Transcribe each entry shown below with no difference from the original.

--- START ---

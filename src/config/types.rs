use serde::{Deserialize, Serialize};
use std::collections::{BTreeMap, BTreeSet};
use std::path::{Path, PathBuf};
use std::time::Duration;

use crate::constants::{DEFAULT_SKIP_DIRS, FILE_PLACEHOLDER};

/// One external checker or fixer, as written in `language_tools`.
#[derive(Debug, Clone, PartialEq, Eq, Serialize, Deserialize)]
pub struct ToolDefinition {
    #[serde(rename = "tool")]
    pub name: String,
    /// Argument vector; the first element is the executable.
    pub command: Vec<String>,
    pub check: bool,
    pub fix: bool,
    /// Per-tool timeout in seconds; falls back to `default_timeout`.
    #[serde(default, skip_serializing_if = "Option::is_none")]
    pub timeout: Option<u64>,
}

impl ToolDefinition {
    #[must_use]
    pub fn checker(name: &str, command: &[&str]) -> Self {
        Self::build(name, command, true, false)
    }

    #[must_use]
    pub fn fixer(name: &str, command: &[&str]) -> Self {
        Self::build(name, command, false, true)
    }

    fn build(name: &str, command: &[&str], check: bool, fix: bool) -> Self {
        Self {
            name: name.to_string(),
            command: command.iter().map(|s| (*s).to_string()).collect(),
            check,
            fix,
            timeout: None,
        }
    }

    #[must_use]
    pub fn with_timeout(mut self, secs: u64) -> Self {
        self.timeout = Some(secs);
        self
    }

    #[must_use]
    pub fn is_checker(&self) -> bool {
        self.check && !self.command.is_empty()
    }

    #[must_use]
    pub fn is_fixer(&self) -> bool {
        self.fix && !self.command.is_empty()
    }

    #[must_use]
    pub fn program(&self) -> Option<&str> {
        self.command.first().map(String::as_str)
    }

    #[must_use]
    pub fn timeout_or(&self, default: Duration) -> Duration {
        self.timeout.map_or(default, Duration::from_secs)
    }

    /// Arguments after the executable with the target path substituted.
    ///
    /// Every `{file}` occurrence is replaced; without a placeholder the path
    /// is appended as the final argument.
    #[must_use]
    pub fn args_for(&self, file: &Path) -> Vec<String> {
        let file_str = file.to_string_lossy();
        let rest = self.command.get(1..).unwrap_or_default();
        let templated = rest.iter().any(|a| a.contains(FILE_PLACEHOLDER));

        let mut args: Vec<String> = rest
            .iter()
            .map(|a| a.replace(FILE_PLACEHOLDER, &file_str))
            .collect();
        if !templated {
            args.push(file_str.into_owned());
        }
        args
    }
}

/// Language key -> ordered tool list.
pub type ToolMap = BTreeMap<String, Vec<ToolDefinition>>;

/// Built-in tools used when no config file provides `language_tools`.
#[must_use]
pub fn default_tool_map() -> ToolMap {
    let mut map = ToolMap::new();
    map.insert(
        "python".to_string(),
        vec![
            ToolDefinition::checker("pylint", &["pylint", "--output-format=json", "--score=n"])
                .with_timeout(30),
            ToolDefinition::fixer("black", &["black", "-q"]).with_timeout(30),
        ],
    );
    map.insert(
        "javascript".to_string(),
        vec![
            ToolDefinition::checker("eslint", &["eslint", "--format=json"]).with_timeout(30),
            ToolDefinition::fixer("prettier", &["prettier", "--write"]).with_timeout(30),
        ],
    );
    map
}

/// `app_settings` exactly as written on disk. Every field is optional.
#[derive(Debug, Clone, Default, Serialize, Deserialize)]
#[serde(default)]
pub struct AppSettingsFile {
    pub max_workers: Option<usize>,
    pub history_file: Option<String>,
    pub output_dir: Option<String>,
    pub default_timeout: Option<u64>,
    pub skip_dirs: Vec<String>,
}

/// Effective run-wide settings.
#[derive(Debug, Clone, PartialEq, Eq)]
pub struct Settings {
    pub max_workers: usize,
    pub history_file: PathBuf,
    pub output_dir: PathBuf,
    pub default_timeout: u64,
    pub skip_dirs: BTreeSet<String>,
    pub fix_mode: bool,
    pub verbose: bool,
}

impl Default for Settings {
    fn default() -> Self {
        Self {
            max_workers: 4,
            history_file: PathBuf::from("codex_history.json"),
            output_dir: PathBuf::from("reports"),
            default_timeout: 30,
            skip_dirs: default_skip_dirs(),
            fix_mode: false,
            verbose: false,
        }
    }
}

impl Settings {
    #[must_use]
    pub fn default_timeout(&self) -> Duration {
        Duration::from_secs(self.default_timeout)
    }
}

#[must_use]
pub fn default_skip_dirs() -> BTreeSet<String> {
    DEFAULT_SKIP_DIRS.iter().map(|s| (*s).to_string()).collect()
}

/// Effective configuration: settings plus the validated tool map.
#[derive(Debug, Clone)]
pub struct Config {
    pub settings: Settings,
    pub tools: ToolMap,
    /// File the configuration was read from, if any.
    pub source: Option<PathBuf>,
    /// Validation problems encountered while loading.
    pub diagnostics: Vec<String>,
}

impl Default for Config {
    fn default() -> Self {
        Self {
            settings: Settings::default(),
            tools: default_tool_map(),
            source: None,
            diagnostics: Vec::new(),
        }
    }
}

--- END ---

### REPLY:
filename src/config/types.rs
use serde::{Deserialize, Serialize};
use std::collections::{BTreeMap, BTreeSet};
use std::path::{Path, PathBuf};
use std::time::Duration;

use crate::constants::{DEFAULT_SKIP_DIRS, FILE_PLACEHOLDER};

/// One external checker or fixer, as written in `language_tools`.
#[derive(Debug, Clone, PartialEq, Eq, Serialize, Deserialize)]
pub struct ToolDefinition {
    #[serde(rename = "tool")]
    pub name: String,
    /// Argument vector; the first element is the executable.
    pub command: Vec<String>,
    pub check: bool,
    pub fix: bool,
    /// Per-tool timeout in seconds; falls back to `default_timeout`.
    #[serde(default, skip_serializing_if = "Option::is_none")]
    pub timeout: Option<u64>,
}

impl ToolDefinition {
    #[must_use]
    pub fn checker(name: &str, command: &[&str]) -> Self {
        Self::build(name, command, true, false)
    }

    #[must_use]
    pub fn fixer(name: &str, command: &[&str]) -> Self {
        Self::build(name, command, false, true)
    }

    fn build(name: &str, command: &[&str], check: bool, fix: bool) -> Self {
        Self {
            name: name.to_string(),
            command: command.iter().map(|s| (*s).to_string()).collect(),
            check,
            fix,
            timeout: None,
        }
    }

    #[must_use]
    pub fn with_timeout(mut self, secs: u64) -> Self {
        self.timeout = Some(secs);
        self
    }

    #[must_use]
    pub fn is_checker(&self) -> bool {
        self.check && !self.command.is_empty()
    }

    #[must_use]
    pub fn is_fixer(&self) -> bool {
        self.fix && !self.command.is_empty()
    }

    #[must_use]
    pub fn program(&self) -> Option<&str> {
        self.command.first().map(String::as_str)
    }

    #[must_use]
    pub fn timeout_or(&self, default: Duration) -> Duration {
        self.timeout.map_or(default, Duration::from_secs)
    }

    /// Arguments after the executable with the target path substituted.
    ///
    /// Every `{file}` occurrence is replaced; without a placeholder the path
    /// is appended as the final argument.
    #[must_use]
    pub fn args_for(&self, file: &Path) -> Vec<String> {
        let file_str = file.to_string_lossy();
        let rest = self.command.get(1..).unwrap_or_default();
        let templated = rest.iter().any(|a| a.contains(FILE_PLACEHOLDER));

        let mut args: Vec<String> = rest
            .iter()
            .map(|a| a.replace(FILE_PLACEHOLDER, &file_str))
            .collect();
        if !templated {
            args.push(file_str.into_owned());
        }
        args
    }
}

/// Language key -> ordered tool list.
pub type ToolMap = BTreeMap<String, Vec<ToolDefinition>>;

/// Built-in tools used when no config file provides `language_tools`.
#[must_use]
pub fn default_tool_map() -> ToolMap {
    let mut map = ToolMap::new();
    map.insert(
        "python".to_string(),
        vec![
            ToolDefinition::checker("pylint", &["pylint", "--output-format=json", "--score=n"])
                .with_timeout(30),
            ToolDefinition::fixer("black", &["black", "-q"]).with_timeout(30),
        ],
    );
    map.insert(
        "javascript".to_string(),
        vec![
            ToolDefinition::checker("eslint", &["eslint", "--format=json"]).with_timeout(30),
            ToolDefinition::fixer("prettier", &["prettier", "--write"]).with_timeout(30),
        ],
    );
    map
}

/// `app_settings` exactly as written on disk. Every field is optional.
#[derive(Debug, Clone, Default, Serialize, Deserialize)]
#[serde(default)]
pub struct AppSettingsFile {
    pub max_workers: Option<usize>,
    pub history_file: Option<String>,
    pub output_dir: Option<String>,
    pub default_timeout: Option<u64>,
    pub skip_dirs: Vec<String>,
}

/// Effective run-wide settings.
#[derive(Debug, Clone, PartialEq, Eq)]
pub struct Settings {
    pub max_workers: usize,
    pub history_file: PathBuf,
    pub output_dir: PathBuf,
    pub default_timeout: u64,
    pub skip_dirs: BTreeSet<String>,
    pub fix_mode: bool,
    pub verbose: bool,
}

impl Default for Settings {
    fn default() -> Self {
        Self {
            max_workers: 4,
            history_file: PathBuf::from("codex_history.json"),
            output_dir: PathBuf::from("reports"),
            default_timeout: 30,
            skip_dirs: default_skip_dirs(),
            fix_mode: false,
            verbose: false,
        }
    }
}

impl Settings {
    #[must_use]
    pub fn default_timeout(&self) -> Duration {
        Duration::from_secs(self.default_timeout)
    }
}

#[must_use]
pub fn default_skip_dirs() -> BTreeSet<String> {
    DEFAULT_SKIP_DIRS.iter().map(|s| (*s).to_string()).collect()
}

/// Effective configuration: settings plus the validated tool map.
#[derive(Debug, Clone)]
pub struct Config {
    pub settings: Settings,
    pub tools: ToolMap,
    /// File the configuration was read from, if any.
    pub source: Option<PathBuf>,
    /// Validation problems encountered while loading.
    pub diagnostics: Vec<String>,
}

impl Default for Config {
    fn default() -> Self {
        Self {
            settings: Settings::default(),
            tools: default_tool_map(),
            source: None,
            diagnostics: Vec::new(),
        }
    }
}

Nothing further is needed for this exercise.